Task item
Below are entries. Pull out all lines containing "label".

Top of Dataset records

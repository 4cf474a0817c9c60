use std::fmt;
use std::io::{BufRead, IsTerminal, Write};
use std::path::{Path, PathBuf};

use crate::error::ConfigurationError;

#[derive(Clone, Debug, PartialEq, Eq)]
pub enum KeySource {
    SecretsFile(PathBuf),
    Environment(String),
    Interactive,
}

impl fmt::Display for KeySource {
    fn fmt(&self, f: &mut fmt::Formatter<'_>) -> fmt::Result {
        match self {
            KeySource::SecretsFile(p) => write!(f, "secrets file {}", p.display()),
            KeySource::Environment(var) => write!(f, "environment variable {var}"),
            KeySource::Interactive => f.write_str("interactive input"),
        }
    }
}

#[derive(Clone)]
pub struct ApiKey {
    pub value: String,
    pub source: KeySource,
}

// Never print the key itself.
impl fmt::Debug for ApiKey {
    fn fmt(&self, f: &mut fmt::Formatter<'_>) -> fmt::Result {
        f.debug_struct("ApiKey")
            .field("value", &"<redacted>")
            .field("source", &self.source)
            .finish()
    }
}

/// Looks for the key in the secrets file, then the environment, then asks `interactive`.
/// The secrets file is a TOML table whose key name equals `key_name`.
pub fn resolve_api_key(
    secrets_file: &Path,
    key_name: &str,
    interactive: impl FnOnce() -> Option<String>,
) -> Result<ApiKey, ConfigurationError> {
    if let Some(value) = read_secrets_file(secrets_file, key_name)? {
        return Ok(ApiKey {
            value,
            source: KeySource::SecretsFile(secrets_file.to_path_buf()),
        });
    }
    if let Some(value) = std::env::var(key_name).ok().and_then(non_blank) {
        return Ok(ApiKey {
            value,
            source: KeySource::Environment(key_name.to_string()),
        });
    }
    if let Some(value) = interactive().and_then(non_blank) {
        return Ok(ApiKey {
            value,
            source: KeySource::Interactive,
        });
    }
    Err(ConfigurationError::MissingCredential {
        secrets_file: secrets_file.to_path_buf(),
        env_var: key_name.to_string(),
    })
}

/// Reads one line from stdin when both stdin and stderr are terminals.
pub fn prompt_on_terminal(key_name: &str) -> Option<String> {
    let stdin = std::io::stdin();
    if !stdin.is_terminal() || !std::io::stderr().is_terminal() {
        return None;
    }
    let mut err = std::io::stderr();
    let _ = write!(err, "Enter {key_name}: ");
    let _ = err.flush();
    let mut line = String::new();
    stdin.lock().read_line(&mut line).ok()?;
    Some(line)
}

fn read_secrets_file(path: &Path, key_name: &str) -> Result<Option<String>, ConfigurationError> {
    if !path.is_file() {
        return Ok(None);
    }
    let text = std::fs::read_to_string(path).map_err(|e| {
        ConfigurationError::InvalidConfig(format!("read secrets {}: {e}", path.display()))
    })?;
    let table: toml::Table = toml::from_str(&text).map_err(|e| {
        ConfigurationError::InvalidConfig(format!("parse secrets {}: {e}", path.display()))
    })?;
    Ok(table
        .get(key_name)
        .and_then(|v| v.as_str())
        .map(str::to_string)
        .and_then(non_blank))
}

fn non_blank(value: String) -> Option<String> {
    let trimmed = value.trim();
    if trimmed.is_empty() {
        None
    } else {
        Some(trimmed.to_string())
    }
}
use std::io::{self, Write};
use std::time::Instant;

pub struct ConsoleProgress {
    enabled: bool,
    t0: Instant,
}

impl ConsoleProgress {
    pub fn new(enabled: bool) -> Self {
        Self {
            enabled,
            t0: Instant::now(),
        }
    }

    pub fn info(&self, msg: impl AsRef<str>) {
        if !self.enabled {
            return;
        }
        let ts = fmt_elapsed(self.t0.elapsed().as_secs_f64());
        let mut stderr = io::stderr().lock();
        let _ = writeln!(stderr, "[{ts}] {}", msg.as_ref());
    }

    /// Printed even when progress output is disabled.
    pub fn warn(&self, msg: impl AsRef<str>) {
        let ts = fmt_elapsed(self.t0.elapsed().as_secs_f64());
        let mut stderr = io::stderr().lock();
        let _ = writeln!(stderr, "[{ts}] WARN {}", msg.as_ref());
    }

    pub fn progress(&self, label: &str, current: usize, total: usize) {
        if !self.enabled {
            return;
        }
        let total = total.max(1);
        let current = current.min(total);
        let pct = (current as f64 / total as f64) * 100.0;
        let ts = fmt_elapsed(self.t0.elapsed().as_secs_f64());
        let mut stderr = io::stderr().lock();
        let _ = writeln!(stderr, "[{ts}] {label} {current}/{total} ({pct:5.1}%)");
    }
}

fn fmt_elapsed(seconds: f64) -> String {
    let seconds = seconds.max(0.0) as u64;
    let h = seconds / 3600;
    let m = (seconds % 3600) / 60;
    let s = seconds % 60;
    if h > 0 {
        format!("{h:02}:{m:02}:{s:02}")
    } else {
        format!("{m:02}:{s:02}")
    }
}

Bottom of Dataset records

Solution for this task
    pub fn progress(&self, label: &str, current: usize, total: usize) {
        let _ = writeln!(stderr, "[{ts}] {label} {current}/{total} ({pct:5.1}%)");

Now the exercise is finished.